Stock and ETF Options:
Most people believe that options are a lot riskier than stocks. This is true in one sense – if the stock increases by 5% the option can increase by over 100%. Conversely, if the option declines by 5%, the option could lose all its value, but if you understand options under the right circumstances you can lower your risk through option trading. Options can be very complex depending on how you trade the options and it is beyond this website to explain option trading in detail. However, I will explain covered calls, leaps (longer-term options), and hedging of your stock or ETF position using options. I will give you links at the end of this section to help you learn more about options. You should also read the section on understanding graphing. The underlying stock or ETF needs to stay even or increase in value for a call option to increase in value unless the implied volatility of the option increases dramatically.
Covered Call Options:
You buy at least 100 shares of stock and then sell 1 Call option contract for every 100 shares you own. Usually, this is done to create earnings from the selling option, which offsets your cost of purchasing the stock and lowers your net cost of the purchase, and at the same time increases your income. This is one of the least risky option strategies. The option length that is sold is usually a week to at most a month’s period of time. If the price increases you could have the stock called away from you but you will make money through the sale of the option and usually by calling the stock from you.
Buying Longer-Term Call Options:
The option period is usually any time from 6 months to 2 1/2 years. What happens is you buy the option at the call strike price (the price at which the call purchaser can buy the stock or ETF) where the delta (for example if the delta is 80 the option will increase at 80 cents for every 1 dollar of the stock price increase) is 80 to 100 per contract strike price. This means you can usually buy the option for about half the price of the stock price on a two-year call option. You must pay about a 2% to 3% option premium. This means you could buy twice the number of shares for the same dollar amount, which works well if the stock increases in value but you can create more losses if you buy twice the number of shares and the stock declines in value. You could buy the same number of shares for half the price, and then invest the difference in preferred stock and probably earn more dividends than you would from the dividends of the common stock.
Hedging – Buying Put Options:
If you own stock with a large gain you can buy a put option with a strike price that is usually close to the trading price of the stock, then if the stock goes down you gain the option and lose on the stock. Instead of reporting the entire gain in the stock you only have to report the much smaller option gain. If the stock goes up you have a loss in the option and you don’t have to report the much larger gain in stock if you sell it.

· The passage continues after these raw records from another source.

//! Stripe payment provider
//!
//! Talks to the Stripe REST API with form-encoded requests and HTTP basic
//! auth (secret key as username, empty password). One client is built at
//! startup from [`StripeConfig`] and shared; the secret key never leaves
//! the config.
//!
//! # Configuration
//!
//! ```no_run
//! use lms_shared::payments::stripe::{StripeClient, StripeConfig};
//!
//! # fn example() -> Result<(), Box<dyn std::error::Error>> {
//! let config = StripeConfig::new("sk_test_...")
//!     .with_redirect_urls("https://lms.example.com/paid", "https://lms.example.com/cancelled");
//! let client = StripeClient::new(config)?;
//! # Ok(())
//! # }
//! ```

use std::time::Duration;

use async_trait::async_trait;
use secrecy::{ExposeSecret, SecretString};
use serde::de::DeserializeOwned;
use serde::Deserialize;
use tracing::{debug, warn};

use super::provider::{CheckoutSession, PaymentProvider, ProviderError};

/// Default Stripe API base URL
pub const DEFAULT_API_BASE: &str = "https://api.stripe.com";

/// Stripe client configuration
#[derive(Clone)]
pub struct StripeConfig {
    /// Secret API key (sk_live_... or sk_test_...)
    api_key: SecretString,

    /// Base URL for the API (overridable for tests and proxies)
    api_base_url: String,

    /// Where Stripe sends the user after paying
    success_url: String,

    /// Where Stripe sends the user after abandoning checkout
    cancel_url: String,

    /// Per-request timeout
    timeout: Duration,
}

impl std::fmt::Debug for StripeConfig {
    fn fmt(&self, f: &mut std::fmt::Formatter<'_>) -> std::fmt::Result {
        f.debug_struct("StripeConfig")
            .field("api_base_url", &self.api_base_url)
            .field("success_url", &self.success_url)
            .field("cancel_url", &self.cancel_url)
            .field("timeout", &self.timeout)
            .finish_non_exhaustive()
    }
}

impl StripeConfig {
    pub fn new(api_key: impl Into<String>) -> Self {
        Self {
            api_key: SecretString::new(api_key.into()),
            api_base_url: DEFAULT_API_BASE.to_string(),
            success_url: "http://127.0.0.1:8000/api/payments/success/".to_string(),
            cancel_url: "http://127.0.0.1:8000/api/payments/cancel/".to_string(),
            timeout: Duration::from_secs(30),
        }
    }

    /// Set a custom API base URL
    pub fn with_base_url(mut self, url: impl Into<String>) -> Self {
        self.api_base_url = url.into().trim_end_matches('/').to_string();
        self
    }

    /// Set checkout success and cancel URLs
    pub fn with_redirect_urls(mut self, success_url: impl Into<String>, cancel_url: impl Into<String>) -> Self {
        self.success_url = success_url.into();
        self.cancel_url = cancel_url.into();
        self
    }

    pub fn with_timeout(mut self, timeout: Duration) -> Self {
        self.timeout = timeout;
        self
    }
}

/// Stripe implementation of [`PaymentProvider`]
pub struct StripeClient {
    config: StripeConfig,
    http_client: reqwest::Client,
}

#[derive(Debug, Deserialize)]
struct StripeObject {
    id: String,
}

#[derive(Debug, Deserialize)]
struct StripeCheckoutSession {
    id: String,
    url: Option<String>,
}

impl StripeClient {
    /// Builds the client and its connection pool
    pub fn new(config: StripeConfig) -> Result<Self, ProviderError> {
        let http_client = reqwest::Client::builder()
            .timeout(config.timeout)
            .build()
            .map_err(|e| ProviderError::Network(e.to_string()))?;

        Ok(Self { config, http_client })
    }

    async fn post_form<T: DeserializeOwned>(
        &self,
        path: &str,
        params: &[(&str, String)],
    ) -> Result<T, ProviderError> {
        let url = format!("{}{}", self.config.api_base_url, path);

        let response = self
            .http_client
            .post(&url)
            .basic_auth(self.config.api_key.expose_secret(), Option::<&str>::None)
            .form(params)
            .send()
            .await
            .map_err(|e| {
                warn!(path = path, error = %e, "Stripe request failed");
                ProviderError::Network(e.to_string())
            })?;

        let status = response.status();
        if !status.is_success() {
            let message = response.text().await.unwrap_or_default();
            warn!(path = path, status = status.as_u16(), "Stripe rejected request");
            return Err(ProviderError::Rejected {
                status: status.as_u16(),
                message,
            });
        }

        response
            .json::<T>()
            .await
            .map_err(|e| ProviderError::InvalidResponse(e.to_string()))
    }
}

fn product_params(name: &str, description: &str) -> Vec<(&'static str, String)> {
    let mut params = vec![("name", name.to_string())];
    // Stripe rejects an empty description
    if !description.is_empty() {
        params.push(("description", description.to_string()));
    }
    params
}

fn price_params(product_id: &str, minor_units: i64, currency: &str) -> Vec<(&'static str, String)> {
    vec![
        ("product", product_id.to_string()),
        ("unit_amount", minor_units.to_string()),
        ("currency", currency.to_ascii_lowercase()),
    ]
}

fn checkout_params(price_id: &str, success_url: &str, cancel_url: &str) -> Vec<(&'static str, String)> {
    vec![
        ("mode", "payment".to_string()),
        ("line_items[0][price]", price_id.to_string()),
        ("line_items[0][quantity]", "1".to_string()),
        ("success_url", success_url.to_string()),
        ("cancel_url", cancel_url.to_string()),
    ]
}

#[async_trait]
impl PaymentProvider for StripeClient {
    async fn create_product(&self, name: &str, description: &str) -> Result<String, ProviderError> {
        let product: StripeObject = self
            .post_form("/v1/products", &product_params(name, description))
            .await?;
        debug!(product_id = %product.id, "Stripe product created");
        Ok(product.id)
    }

    async fn create_price(
        &self,
        product_id: &str,
        minor_units: i64,
        currency: &str,
    ) -> Result<String, ProviderError> {
        let price: StripeObject = self
            .post_form("/v1/prices", &price_params(product_id, minor_units, currency))
            .await?;
        debug!(price_id = %price.id, minor_units = minor_units, "Stripe price created");
        Ok(price.id)
    }

    async fn create_checkout_session(&self, price_id: &str) -> Result<CheckoutSession, ProviderError> {
        let params = checkout_params(price_id, &self.config.success_url, &self.config.cancel_url);
        let session: StripeCheckoutSession = self.post_form("/v1/checkout/sessions", &params).await?;

        let url = session.url.ok_or_else(|| {
            ProviderError::InvalidResponse(format!("Checkout session {} has no URL", session.id))
        })?;

        debug!(session_id = %session.id, "Stripe checkout session created");
        Ok(CheckoutSession {
            session_id: session.id,
            url,
        })
    }
}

There are a lot of other things you can accomplish by investing in options, but I wanted to give you some feel for three of the least risky use of options, and explain to you that option risks to a large degree are dependent on how you use them.
Learn How to Trade Options:
The first thing you need to do is find a site that will let you trade options using any money. I would recommend TD Ameritrade’s Think or Swim platform or Trade Station’s platform. Both of these brokers have paid money for sites and training courses available.
The best training site that I have found is Option Alpha, their tracks and course modules. The training is free and they also have a free membership in addition to two levels of paid membership that provide you with the opportunity to trade live. You should make the money you pay in membership back plus a profit. However, it will also depend on the type of market that occurs while you’re a member. The trades are intermediate term 15 to 60 days and are a combination trade of both buying and selling options at the same time. You will learn how to trade these type of option trades while making money on the trades if you sign up for one of his paying memberships.
The next site is Market Rebellion. This is a trading site that Jon & Pete Najarian developed that teaches you how to trade options. You may have seen Jon and Pete on CNBC. I was a member of the TNT options. This is a paid membership site that teaches you to trade short term options usually a day or two to a maximum of a week. Each week they have a webinar and select a stock to trade and you trade it either up or down depending on the market and the individual stock or ETF they select. They use straight lines which become support and resistance lines, see understanding graphing for more details on straight lines. You should make money trading after a few weeks learning how to trade with them in their plan. They also have other paid sections that teach you how to trade other types of option set-ups.
The final site is TradeWins Publishing. This is a site that has various members available that teach you how to trade options. I have subscribed to the following: Chuck Hughes, Wendy Kirkland, Trade Alert 365, and Rob Abel’s Six-figure slide system. Each of them operates a little differently, you will need to try and decide which if any are right for you. They are all good services and in a good market, you should recover much more than the membership cost. There are many more authors with member subscription services on the site, I just haven’t used their services so I don’t know enough to comment on them.
But remember that any of these newsletters will definitely have losing trades and you may have overall losses in certain types of markets. Options and stocks are risky and you need to understand these risks, there are no guaranteed winners.